PESCARA. Stasera alle 21, allo Spazio Matta di via Gran Sasso a Pescara, andrà in scena lo spettacolo “Discorso Grigio” della compagnia di teatro contemporaneo Fanny & Alexander. In scena Marco...

PESCARA. Stasera alle 21, allo Spazio Matta di via Gran Sasso a Pescara, andrà in scena lo spettacolo “Discorso Grigio” della compagnia di teatro contemporaneo Fanny & Alexander. In scena Marco Cavalcoli diretto da Luigi De Angelis con la drammaturgia di Chiara Lagani, questi ultimi entrambi fondatori della compagnia ravennate, un gruppo emergente di ricerca. Il lavoro dei Fanny & Alexander si caratterizza per la fusione di linguaggi di diverse discipline nella singola opera, ottenendo importanti riconoscimenti, tra cui, per due volte, il Premio Ubu.
Terza tappa, dopo il radiodramma “Alla nazione” andato in onda su Rai Radio3, di un lungo progetto teatrale, “Discorso Grigio”, si legge nelle note di presentazione dello spettacolo, «esplora le forme e le retoriche degli interventi politici ufficiali».
«Giocando con i luoghi comuni dell’oratoria politica ed esaltando le potenzialità di una parola calata in una drammaturgia sempre complessa», proseguono le note, «Marco Cavalcali incarna qui in chiave concertistica un misterioso Presidente alle prese, tra i tanti riverberi passati e presenti di una memoria storica incancellabile, con un importante discorso inaugurale da pronunciare alla Nazione».

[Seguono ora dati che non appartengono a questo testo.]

use serde::{Deserialize, Serialize};

/// Shared error type used across all Switchboard crates.
#[derive(thiserror::Error, Debug)]
pub enum Error {
    #[error("IO: {0}")]
    Io(#[from] std::io::Error),

    #[error("JSON: {0}")]
    Json(#[from] serde_json::Error),

    #[error("HTTP: {0}")]
    Http(String),

    #[error("timeout: {0}")]
    Timeout(String),

    #[error("provider {provider}: {message}")]
    Provider { provider: String, message: String },

    #[error("provider auth: {0}")]
    ProviderAuth(String),

    #[error("rate limited: {0}")]
    RateLimited(String),

    #[error("context overflow: used {used} of {limit} tokens")]
    ContextOverflow { used: u64, limit: u64 },

    #[error("token extraction failed for turn {turn} in session {session_id}: {message}")]
    TokenExtraction {
        session_id: String,
        turn: u32,
        message: String,
    },

    #[error("not found: {0}")]
    NotFound(String),

    #[error("invalid operation: {0}")]
    InvalidOperation(String),

    #[error("conflict: {0}")]
    Conflict(String),

    #[error("cancelled")]
    Cancelled,

    #[error("config: {0}")]
    Config(String),

    #[error("{0}")]
    Other(String),
}

pub type Result<T> = std::result::Result<T, Error>;

// ━━━━━━━━━━━━━━━━━━━━━━━━━━━━━━━━━━━━━━━━━━━━━━━━━━━━━━━━━━━━━━━━━━
// RPC error codes
// ━━━━━━━━━━━━━━━━━━━━━━━━━━━━━━━━━━━━━━━━━━━━━━━━━━━━━━━━━━━━━━━━━━

/// The closed set of error codes surfaced on the RPC boundary.
#[derive(Debug, Clone, Copy, PartialEq, Eq, Serialize, Deserialize)]
#[serde(rename_all = "SCREAMING_SNAKE_CASE")]
pub enum ErrorCode {
    InvalidParams,
    NotFound,
    NotAvailable,
    PermissionDenied,
    Conflict,
    InvalidOperation,
    ProviderAuth,
    ProviderRateLimit,
    ProviderError,
    ContextOverflow,
    ToolResultFailed,
    TokenExtraction,
    Internal,
}

impl ErrorCode {
    pub fn as_str(self) -> &'static str {
        match self {
            Self::InvalidParams => "INVALID_PARAMS",
            Self::NotFound => "NOT_FOUND",
            Self::NotAvailable => "NOT_AVAILABLE",
            Self::PermissionDenied => "PERMISSION_DENIED",
            Self::Conflict => "CONFLICT",
            Self::InvalidOperation => "INVALID_OPERATION",
            Self::ProviderAuth => "PROVIDER_AUTH",
            Self::ProviderRateLimit => "PROVIDER_RATE_LIMIT",
            Self::ProviderError => "PROVIDER_ERROR",
            Self::ContextOverflow => "CONTEXT_OVERFLOW",
            Self::ToolResultFailed => "TOOL_RESULT_FAILED",
            Self::TokenExtraction => "TOKEN_EXTRACTION",
            Self::Internal => "INTERNAL",
        }
    }
}

impl Error {
    /// Map a domain error onto the RPC error code it surfaces as.
    pub fn code(&self) -> ErrorCode {
        match self {
            Error::NotFound(_) => ErrorCode::NotFound,
            Error::InvalidOperation(_) => ErrorCode::InvalidOperation,
            Error::Conflict(_) => ErrorCode::Conflict,
            Error::ProviderAuth(_) => ErrorCode::ProviderAuth,
            Error::RateLimited(_) => ErrorCode::ProviderRateLimit,
            Error::Provider { .. } | Error::Http(_) | Error::Timeout(_) => {
                ErrorCode::ProviderError
            }
            Error::ContextOverflow { .. } => ErrorCode::ContextOverflow,
            Error::TokenExtraction { .. } => ErrorCode::TokenExtraction,
            Error::Config(_) => ErrorCode::InvalidParams,
            _ => ErrorCode::Internal,
        }
    }

    /// Whether a failed turn caused by this error may be retried by the
    /// caller (possibly after compaction).
    pub fn recoverable(&self) -> bool {
        matches!(
            self,
            Error::Http(_)
                | Error::Timeout(_)
                | Error::Provider { .. }
                | Error::RateLimited(_)
                | Error::ContextOverflow { .. }
                | Error::Conflict(_)
        )
    }
}
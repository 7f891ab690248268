//! `agent.*` — prompt, abort, getState.
//!
//! `agent.prompt` is acknowledged as soon as the prompt lands on the
//! session's single-writer queue; the authoritative failure signal for a
//! turn is the `turn.failed` event, never this response.

use serde_json::Value;
use std::sync::atomic::Ordering;

use sb_domain::message::ContentBlock;

use crate::rpc::{str_param, MethodRegistry, RequestContext};
use crate::runtime::turn;

pub fn register(registry: &mut MethodRegistry) {
    registry.register(
        "agent.prompt",
        &["sessionId", "text"],
        |ctx: RequestContext, params: Value| async move {
            let session_id = str_param(&params, "sessionId")?;
            let text = str_param(&params, "text")?;
            let attachments: Vec<ContentBlock> = params
                .get("attachments")
                .cloned()
                .map(serde_json::from_value)
                .transpose()
                .map_err(|e| {
                    crate::rpc::RpcError::invalid_params(format!("attachments: {e}"))
                })?
                .unwrap_or_default();

            ctx.state
                .orchestrator
                .prompt(&session_id, text, attachments)
                .await?;
            Ok(serde_json::json!({"queued": true}))
        },
    );

    registry.register(
        "agent.abort",
        &["sessionId"],
        |ctx: RequestContext, params: Value| async move {
            let session_id = str_param(&params, "sessionId")?;
            let fired = ctx.state.orchestrator.abort(&session_id)?;
            Ok(serde_json::json!({"aborted": fired}))
        },
    );

    registry.register(
        "agent.getState",
        &["sessionId"],
        |ctx: RequestContext, params: Value| async move {
            let session_id = str_param(&params, "sessionId")?;
            let session = ctx.state.orchestrator.resume(&session_id)?;
            let messages =
                turn::reconstruct(ctx.state.orchestrator.deps(), &session_id)?;
            Ok(serde_json::json!({
                "sessionId": session_id,
                "isRunning": session.running.load(Ordering::SeqCst),
                "turn": session.turn.load(Ordering::SeqCst),
                "model": session.model.read().clone(),
                "planMode": session.plan_mode.load(Ordering::SeqCst),
                "messageCount": messages.len(),
                "subscriberCount": session.bus.subscriber_count(),
            }))
        },
    );
}
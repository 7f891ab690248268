use serde::{Deserialize, Serialize};

// ━━━━━━━━━━━━━━━━━━━━━━━━━━━━━━━━━━━━━━━━━━━━━━━━━━━━━━━━━━━━━━━━━━
// Sessions
// ━━━━━━━━━━━━━━━━━━━━━━━━━━━━━━━━━━━━━━━━━━━━━━━━━━━━━━━━━━━━━━━━━━

#[derive(Debug, Clone, Serialize, Deserialize)]
pub struct SessionsConfig {
    /// Hard cap on inference↔tool loops within one prompt.
    #[serde(default = "d_max_turns")]
    pub max_turns: u32,
    /// Per-session command queue depth.
    #[serde(default = "d_queue_depth")]
    pub queue_depth: usize,
    /// Coalesce streamed text deltas into chunks of at least this many
    /// chars before persisting a `stream.text_delta` event.
    #[serde(default = "d_delta_coalesce")]
    pub delta_coalesce_chars: usize,
    /// How long `waitForAll` lingers on background hooks at session end.
    #[serde(default = "d_hook_drain_ms")]
    pub hook_drain_timeout_ms: u64,
}

impl Default for SessionsConfig {
    fn default() -> Self {
        Self {
            max_turns: d_max_turns(),
            queue_depth: d_queue_depth(),
            delta_coalesce_chars: d_delta_coalesce(),
            hook_drain_timeout_ms: d_hook_drain_ms(),
        }
    }
}

// ── serde default helpers ───────────────────────────────────────────

fn d_max_turns() -> u32 {
    25
}
fn d_queue_depth() -> usize {
    32
}
fn d_delta_coalesce() -> usize {
    48
}
fn d_hook_drain_ms() -> u64 {
    5_000
}
use serde::{Deserialize, Serialize};

// ━━━━━━━━━━━━━━━━━━━━━━━━━━━━━━━━━━━━━━━━━━━━━━━━━━━━━━━━━━━━━━━━━━
// Subagents
// ━━━━━━━━━━━━━━━━━━━━━━━━━━━━━━━━━━━━━━━━━━━━━━━━━━━━━━━━━━━━━━━━━━

#[derive(Debug, Clone, Serialize, Deserialize)]
pub struct SubagentsConfig {
    /// Maximum nesting depth (0 = subagents may not spawn children).
    #[serde(default = "d_max_depth")]
    pub max_depth: u32,
    /// Default turn budget for a spawned child.
    #[serde(default = "d_child_turns")]
    pub default_max_turns: u32,
    /// Default wait timeout in `waitFor`.
    #[serde(default = "d_wait_ms")]
    pub default_wait_timeout_ms: u64,
}

impl Default for SubagentsConfig {
    fn default() -> Self {
        Self {
            max_depth: d_max_depth(),
            default_max_turns: d_child_turns(),
            default_wait_timeout_ms: d_wait_ms(),
        }
    }
}

// ── serde default helpers ───────────────────────────────────────────

fn d_max_depth() -> u32 {
    1
}
fn d_child_turns() -> u32 {
    15
}
fn d_wait_ms() -> u64 {
    300_000
}
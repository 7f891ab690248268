//! `search.*` — content index queries.

use serde_json::Value;
use std::str::FromStr;

use sb_events::{EventType, SearchOptions};

use crate::rpc::{opt_str_param, opt_u64_param, str_param, MethodRegistry, RequestContext, RpcError};

fn options_from(params: &Value) -> Result<SearchOptions, RpcError> {
    let types = match params.get("types").and_then(Value::as_array) {
        Some(raw) => {
            let mut types = Vec::new();
            for value in raw {
                let s = value.as_str().ok_or_else(|| {
                    RpcError::invalid_params("'types' must be an array of strings")
                })?;
                types.push(EventType::from_str(s).map_err(RpcError::invalid_params)?);
            }
            Some(types)
        }
        None => None,
    };
    Ok(SearchOptions {
        session_id: opt_str_param(params, "sessionId"),
        workspace_id: opt_str_param(params, "workspaceId"),
        types,
        limit: opt_u64_param(params, "limit").map(|l| l as usize),
    })
}

pub fn register(registry: &mut MethodRegistry) {
    registry.register(
        "search.content",
        &["query"],
        |ctx: RequestContext, params: Value| async move {
            let query = str_param(&params, "query")?;
            let options = options_from(&params)?;
            let results = ctx.state.store.search(&query, &options)?;
            Ok(serde_json::json!({"results": results}))
        },
    );

    registry.register(
        "search.events",
        &["query"],
        |ctx: RequestContext, params: Value| async move {
            let query = str_param(&params, "query")?;
            let options = options_from(&params)?;
            let results = ctx.state.store.search(&query, &options)?;
            // Same index; this surface also hydrates the full events.
            let mut events = Vec::new();
            for hit in &results {
                if let Some(event) = ctx.state.store.get_event(&hit.event_id)? {
                    events.push(event.to_wire());
                }
            }
            Ok(serde_json::json!({"results": results, "events": events}))
        },
    );
}
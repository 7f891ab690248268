//! `todo.*` — session task lists and the cross-session backlog.

use serde_json::Value;

use sb_domain::todo::TodoStatus;
use sb_events::{EventPayload, TodoWritePayload};

use crate::rpc::{opt_str_param, str_param, MethodRegistry, RequestContext, RpcError};

pub fn register(registry: &mut MethodRegistry) {
    registry.register(
        "todo.list",
        &["sessionId"],
        |ctx: RequestContext, params: Value| async move {
            let session_id = str_param(&params, "sessionId")?;
            let session = ctx.state.orchestrator.resume(&session_id)?;
            let todos = session.todos.lock().clone();
            Ok(serde_json::json!({"todos": todos}))
        },
    );

    registry.register(
        "todo.getSummary",
        &["sessionId"],
        |ctx: RequestContext, params: Value| async move {
            let session_id = str_param(&params, "sessionId")?;
            let session = ctx.state.orchestrator.resume(&session_id)?;
            let todos = session.todos.lock().clone();
            let count = |status: TodoStatus| {
                todos.iter().filter(|t| t.status == status).count()
            };
            Ok(serde_json::json!({
                "total": todos.len(),
                "pending": count(TodoStatus::Pending),
                "inProgress": count(TodoStatus::InProgress),
                "completed": count(TodoStatus::Completed),
            }))
        },
    );

    registry.register(
        "todo.getBacklog",
        &[],
        |ctx: RequestContext, params: Value| async move {
            let workspace_id = opt_str_param(&params, "workspaceId");
            let entries = ctx.state.store.get_backlog(workspace_id.as_deref())?;
            let rows: Vec<Value> = entries
                .into_iter()
                .map(|(id, entry)| {
                    let mut json = serde_json::to_value(&entry).unwrap_or_default();
                    json["backlogId"] = Value::String(id);
                    json
                })
                .collect();
            Ok(serde_json::json!({"backlog": rows}))
        },
    );

    registry.register(
        "todo.getBacklogCount",
        &[],
        |ctx: RequestContext, params: Value| async move {
            let workspace_id = opt_str_param(&params, "workspaceId");
            let count = ctx.state.store.backlog_count(workspace_id.as_deref())?;
            Ok(serde_json::json!({"count": count}))
        },
    );

    registry.register(
        "todo.restore",
        &["sessionId", "backlogIds"],
        |ctx: RequestContext, params: Value| async move {
            let session_id = str_param(&params, "sessionId")?;
            let ids: Vec<String> = params
                .get("backlogIds")
                .and_then(Value::as_array)
                .map(|a| {
                    a.iter()
                        .filter_map(Value::as_str)
                        .map(str::to_owned)
                        .collect()
                })
                .ok_or_else(|| {
                    RpcError::invalid_params("'backlogIds' must be an array of strings")
                })?;

            let session = ctx.state.orchestrator.resume(&session_id)?;
            let restored = ctx.state.store.restore_backlog(&ids, &session_id)?;

            let todos = {
                let mut current = session.todos.lock();
                current.extend(restored.iter().cloned());
                current.clone()
            };
            ctx.state.store.append(
                &session_id,
                EventPayload::TodoWrite(TodoWritePayload {
                    todos: todos.clone(),
                }),
            )?;
            Ok(serde_json::json!({
                "restored": restored.len(),
                "todos": todos,
            }))
        },
    );
}
// SPDX-FileCopyrightText: 2026 Lettera Contributors
// SPDX-License-Identifier: MIT OR Apache-2.0

//! Mock completion provider for deterministic testing.
//!
//! `MockProvider` implements `CompletionProvider` with pre-configured
//! outcomes, enabling fast, CI-runnable tests without external API calls.

use std::collections::VecDeque;
use std::sync::Arc;

use async_trait::async_trait;
use tokio::sync::Mutex;

use lettera_core::{CompletionProvider, CompletionRequest, CompletionResponse, LetteraError};

enum MockOutcome {
    Text(String),
    Failure(String),
}

/// A mock completion provider that returns pre-configured outcomes.
///
/// Outcomes are popped from a FIFO queue. When the queue is empty,
/// a default "mock response" text is returned.
pub struct MockProvider {
    outcomes: Arc<Mutex<VecDeque<MockOutcome>>>,
}

impl MockProvider {
    /// Create a new mock provider with an empty outcome queue.
    pub fn new() -> Self {
        Self {
            outcomes: Arc::new(Mutex::new(VecDeque::new())),
        }
    }

    /// Create a mock provider pre-loaded with the given response texts.
    pub fn with_responses(responses: Vec<String>) -> Self {
        Self {
            outcomes: Arc::new(Mutex::new(
                responses.into_iter().map(MockOutcome::Text).collect(),
            )),
        }
    }

    /// Queue a successful response text.
    pub async fn add_response(&self, text: impl Into<String>) {
        self.outcomes
            .lock()
            .await
            .push_back(MockOutcome::Text(text.into()));
    }

    /// Queue a generation failure with the given message.
    pub async fn add_failure(&self, message: impl Into<String>) {
        self.outcomes
            .lock()
            .await
            .push_back(MockOutcome::Failure(message.into()));
    }
}

impl Default for MockProvider {
    fn default() -> Self {
        Self::new()
    }
}

#[async_trait]
impl CompletionProvider for MockProvider {
    fn name(&self) -> &str {
        "mock-provider"
    }

    async fn complete(
        &self,
        _request: CompletionRequest,
    ) -> Result<CompletionResponse, LetteraError> {
        let outcome = self.outcomes.lock().await.pop_front();
        match outcome {
            Some(MockOutcome::Text(text)) => Ok(CompletionResponse {
                text,
                model: Some("mock".to_string()),
            }),
            Some(MockOutcome::Failure(message)) => Err(LetteraError::generation(message)),
            None => Ok(CompletionResponse {
                text: "mock response".to_string(),
                model: Some("mock".to_string()),
            }),
        }
    }
}

#[cfg(test)]
mod tests {
    use super::*;

    fn request() -> CompletionRequest {
        CompletionRequest::new("prompt")
    }

    #[tokio::test]
    async fn default_response_when_queue_empty() {
        let provider = MockProvider::new();
        let resp = provider.complete(request()).await.unwrap();
        assert_eq!(resp.text, "mock response");
    }

    #[tokio::test]
    async fn queued_responses_returned_in_order() {
        let provider = MockProvider::with_responses(vec![
            "first".to_string(),
            "second".to_string(),
            "third".to_string(),
        ]);

        assert_eq!(provider.complete(request()).await.unwrap().text, "first");
        assert_eq!(provider.complete(request()).await.unwrap().text, "second");
        assert_eq!(provider.complete(request()).await.unwrap().text, "third");
        // Queue exhausted, falls back to default
        assert_eq!(
            provider.complete(request()).await.unwrap().text,
            "mock response"
        );
    }

    #[tokio::test]
    async fn queued_failure_surfaces_as_generation_error() {
        let provider = MockProvider::new();
        provider.add_failure("scripted outage").await;
        provider.add_response("recovered").await;

        let err = provider.complete(request()).await.unwrap_err();
        assert!(matches!(err, LetteraError::Generation { .. }));
        assert!(err.to_string().contains("scripted outage"));

        // Next call succeeds with the queued response.
        assert_eq!(
            provider.complete(request()).await.unwrap().text,
            "recovered"
        );
    }
}
// SPDX-FileCopyrightText: 2026 Lettera Contributors
// SPDX-License-Identifier: MIT OR Apache-2.0

//! Statistics endpoints: read-only rollups over the letter store.

use std::collections::BTreeMap;

use axum::Json;
use axum::extract::{Query, State};
use lettera_engine::{CategoryStats, EmployeeStats, OverviewStats};
use serde::Deserialize;

use crate::error::ApiError;
use crate::server::AppState;

/// Query parameters for GET /api/statistics/by_employee.
#[derive(Debug, Deserialize)]
pub struct EmployeeStatsQuery {
    pub employee_id: i64,
}

/// GET /api/statistics/overview
pub async fn overview(State(state): State<AppState>) -> Result<Json<OverviewStats>, ApiError> {
    Ok(Json(state.stats.overview().await?))
}

/// GET /api/statistics/by_category
pub async fn by_category(
    State(state): State<AppState>,
) -> Result<Json<BTreeMap<String, CategoryStats>>, ApiError> {
    Ok(Json(state.stats.by_category().await?))
}

/// GET /api/statistics/by_employee?employee_id=N
pub async fn by_employee(
    State(state): State<AppState>,
    Query(query): Query<EmployeeStatsQuery>,
) -> Result<Json<EmployeeStats>, ApiError> {
    Ok(Json(state.stats.by_employee(query.employee_id).await?))
}

#[cfg(test)]
mod tests {
    use super::*;

    #[test]
    fn employee_stats_query_deserializes() {
        let query: EmployeeStatsQuery =
            serde_json::from_str(r#"{"employee_id": 7}"#).unwrap();
        assert_eq!(query.employee_id, 7);
    }
}
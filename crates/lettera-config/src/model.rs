// SPDX-FileCopyrightText: 2026 Lettera Contributors
// SPDX-License-Identifier: MIT OR Apache-2.0

//! Configuration model structs for the Lettera service.
//!
//! All structs use `#[serde(deny_unknown_fields)]` to reject unrecognized
//! config keys at startup, providing actionable error messages.

use serde::{Deserialize, Serialize};

/// Top-level Lettera configuration.
///
/// Loaded from TOML files following XDG hierarchy, with environment variable
/// overrides. All sections are optional and default to sensible values.
#[derive(Debug, Clone, Default, Deserialize, Serialize)]
#[serde(deny_unknown_fields)]
pub struct LetteraConfig {
    /// Application identity and logging settings.
    #[serde(default)]
    pub app: AppConfig,

    /// REST API server settings.
    #[serde(default)]
    pub server: ServerConfig,

    /// Storage backend settings.
    #[serde(default)]
    pub storage: StorageConfig,

    /// YandexGPT API settings.
    #[serde(default)]
    pub yandexgpt: YandexGptConfig,
}

/// Application identity and logging configuration.
#[derive(Debug, Clone, Deserialize, Serialize)]
#[serde(deny_unknown_fields)]
pub struct AppConfig {
    /// Display name of the service.
    #[serde(default = "default_app_name")]
    pub name: String,

    /// Logging level (trace, debug, info, warn, error).
    #[serde(default = "default_log_level")]
    pub log_level: String,
}

impl Default for AppConfig {
    fn default() -> Self {
        Self {
            name: default_app_name(),
            log_level: default_log_level(),
        }
    }
}

fn default_app_name() -> String {
    "lettera".to_string()
}

fn default_log_level() -> String {
    "info".to_string()
}

/// REST API server configuration.
#[derive(Debug, Clone, Deserialize, Serialize)]
#[serde(deny_unknown_fields)]
pub struct ServerConfig {
    /// Host address to bind.
    #[serde(default = "default_host")]
    pub host: String,

    /// Port to bind.
    #[serde(default = "default_port")]
    pub port: u16,
}

impl Default for ServerConfig {
    fn default() -> Self {
        Self {
            host: default_host(),
            port: default_port(),
        }
    }
}

fn default_host() -> String {
    "127.0.0.1".to_string()
}

fn default_port() -> u16 {
    8080
}

/// Storage backend configuration.
#[derive(Debug, Clone, Deserialize, Serialize)]
#[serde(deny_unknown_fields)]
pub struct StorageConfig {
    /// Path to the SQLite database file.
    #[serde(default = "default_database_path")]
    pub database_path: String,

    /// Enable WAL (Write-Ahead Logging) mode for SQLite.
    #[serde(default = "default_wal_mode")]
    pub wal_mode: bool,
}

impl Default for StorageConfig {
    fn default() -> Self {
        Self {
            database_path: default_database_path(),
            wal_mode: default_wal_mode(),
        }
    }
}

fn default_database_path() -> String {
    "lettera.db".to_string()
}

fn default_wal_mode() -> bool {
    true
}

/// YandexGPT API configuration.
#[derive(Debug, Clone, Deserialize, Serialize)]
#[serde(deny_unknown_fields)]
pub struct YandexGptConfig {
    /// Yandex Cloud API key. `None` requires the `YANDEX_API_KEY` environment variable.
    #[serde(default)]
    pub api_key: Option<String>,

    /// Yandex Cloud folder id used both for auth and the model URI.
    #[serde(default)]
    pub folder_id: Option<String>,

    /// Completion endpoint URL.
    #[serde(default = "default_api_url")]
    pub api_url: String,

    /// Model name within the folder (expanded to `gpt://{folder_id}/{model}`).
    #[serde(default = "default_model")]
    pub model: String,

    /// Default sampling temperature for draft generation.
    #[serde(default = "default_temperature")]
    pub temperature: f64,

    /// Maximum tokens to generate per response.
    #[serde(default = "default_max_tokens")]
    pub max_tokens: u32,
}

impl Default for YandexGptConfig {
    fn default() -> Self {
        Self {
            api_key: None,
            folder_id: None,
            api_url: default_api_url(),
            model: default_model(),
            temperature: default_temperature(),
            max_tokens: default_max_tokens(),
        }
    }
}

fn default_api_url() -> String {
    "https://llm.api.cloud.yandex.net/foundationModels/v1/completion".to_string()
}

fn default_model() -> String {
    "yandexgpt/latest".to_string()
}

fn default_temperature() -> f64 {
    0.6
}

fn default_max_tokens() -> u32 {
    2000
}
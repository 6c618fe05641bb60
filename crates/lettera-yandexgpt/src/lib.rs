// SPDX-FileCopyrightText: 2026 Lettera Contributors
// SPDX-License-Identifier: MIT OR Apache-2.0

//! YandexGPT completion provider adapter for the Lettera service.
//!
//! This crate implements [`CompletionProvider`] for the YandexGPT
//! foundation-models REST API.

pub mod client;
pub mod types;

use async_trait::async_trait;
use lettera_config::model::YandexGptConfig;
use lettera_core::{CompletionProvider, CompletionRequest, CompletionResponse, LetteraError};
use tracing::{debug, info};

use crate::client::YandexGptClient;
use crate::types::{ApiMessage, CompletionOptions, CompletionPayload};

/// YandexGPT provider implementing [`CompletionProvider`].
///
/// Credential resolution order: config -> `YANDEX_API_KEY` /
/// `YANDEX_FOLDER_ID` environment variables -> error.
pub struct YandexGptProvider {
    client: YandexGptClient,
}

impl YandexGptProvider {
    /// Creates a new YandexGPT provider from the given configuration.
    pub fn new(config: &YandexGptConfig) -> Result<Self, LetteraError> {
        let api_key = resolve_credential(&config.api_key, "YANDEX_API_KEY")?;
        let folder_id = resolve_credential(&config.folder_id, "YANDEX_FOLDER_ID")?;

        let client = YandexGptClient::new(
            api_key,
            folder_id,
            config.api_url.clone(),
            config.model.clone(),
        )?;

        info!(model = %config.model, "YandexGPT provider initialized");

        Ok(Self { client })
    }

    /// Creates a provider with an existing client (for testing).
    #[cfg(test)]
    fn with_client(client: YandexGptClient) -> Self {
        Self { client }
    }

    /// Converts a [`CompletionRequest`] to the YandexGPT wire payload.
    fn to_payload(&self, request: &CompletionRequest) -> CompletionPayload {
        let mut messages = Vec::with_capacity(2);
        if let Some(system) = &request.system_prompt {
            messages.push(ApiMessage {
                role: "system".into(),
                text: system.clone(),
            });
        }
        messages.push(ApiMessage {
            role: "user".into(),
            text: request.prompt.clone(),
        });

        CompletionPayload {
            model_uri: self.client.model_uri(),
            completion_options: CompletionOptions {
                stream: false,
                temperature: request.temperature,
                max_tokens: request.max_tokens,
            },
            messages,
        }
    }
}

#[async_trait]
impl CompletionProvider for YandexGptProvider {
    fn name(&self) -> &str {
        "yandexgpt"
    }

    async fn complete(
        &self,
        request: CompletionRequest,
    ) -> Result<CompletionResponse, LetteraError> {
        let payload = self.to_payload(&request);
        let response = self.client.complete(&payload).await?;

        let alternative = response
            .result
            .alternatives
            .into_iter()
            .next()
            .ok_or_else(|| LetteraError::generation("completion returned no alternatives"))?;

        if let Some(usage) = &response.result.usage {
            debug!(
                total_tokens = usage.total_tokens.as_deref().unwrap_or("?"),
                "completion finished"
            );
        }

        Ok(CompletionResponse {
            text: alternative.message.text.trim().to_string(),
            model: response.result.model_version,
        })
    }
}

/// Resolve a credential from config, falling back to an environment variable.
fn resolve_credential(
    configured: &Option<String>,
    env_var: &str,
) -> Result<String, LetteraError> {
    if let Some(value) = configured {
        if !value.trim().is_empty() {
            return Ok(value.clone());
        }
    }
    match std::env::var(env_var) {
        Ok(value) if !value.trim().is_empty() => Ok(value),
        _ => Err(LetteraError::Config(format!(
            "YandexGPT credential missing: set yandexgpt section in lettera.toml or the {env_var} environment variable"
        ))),
    }
}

In preparazione dello spettacolo serale, oggi alle 18, allo Spaz ci sarà l’incontro di preparazione alla visione dello spettacolo, a cura di Giorgio Testa fondatore della Casa dello spettatore di Roma.
«Si sottolinea», dice Annamaria Talone, animatrice dello Spazio Matta, «l’attenzione e la cura per il coinvolgimento del pubblico che caratterizzano gli appuntamenti teatrali: la relazione con lo spettatore è un aspetto fondante della programmazione teatrale Matta in scena per questa ragione abbiamo coinvolto la realtà che per prima se n’è occupata in Italia, la Casa dello spettatore di Roma».
«I percorsi di formazione», aggiunge Tatone, «sono un’opportunità che si vuole offrire gratuitamente al pubblico per avvicinarlo al mondo del teatro e conoscerlo da una prospettiva diversa. L’incontro di preparazione alla visione valorizza il senso del gruppo di spettatori che si accinge a fare insieme l’esperienza di visione. Con la guida di un mediatore lo spettatore conquista uno spazio di libera espressione, rendendo la propria esperienza di fruizione realmente attiva e consapevole».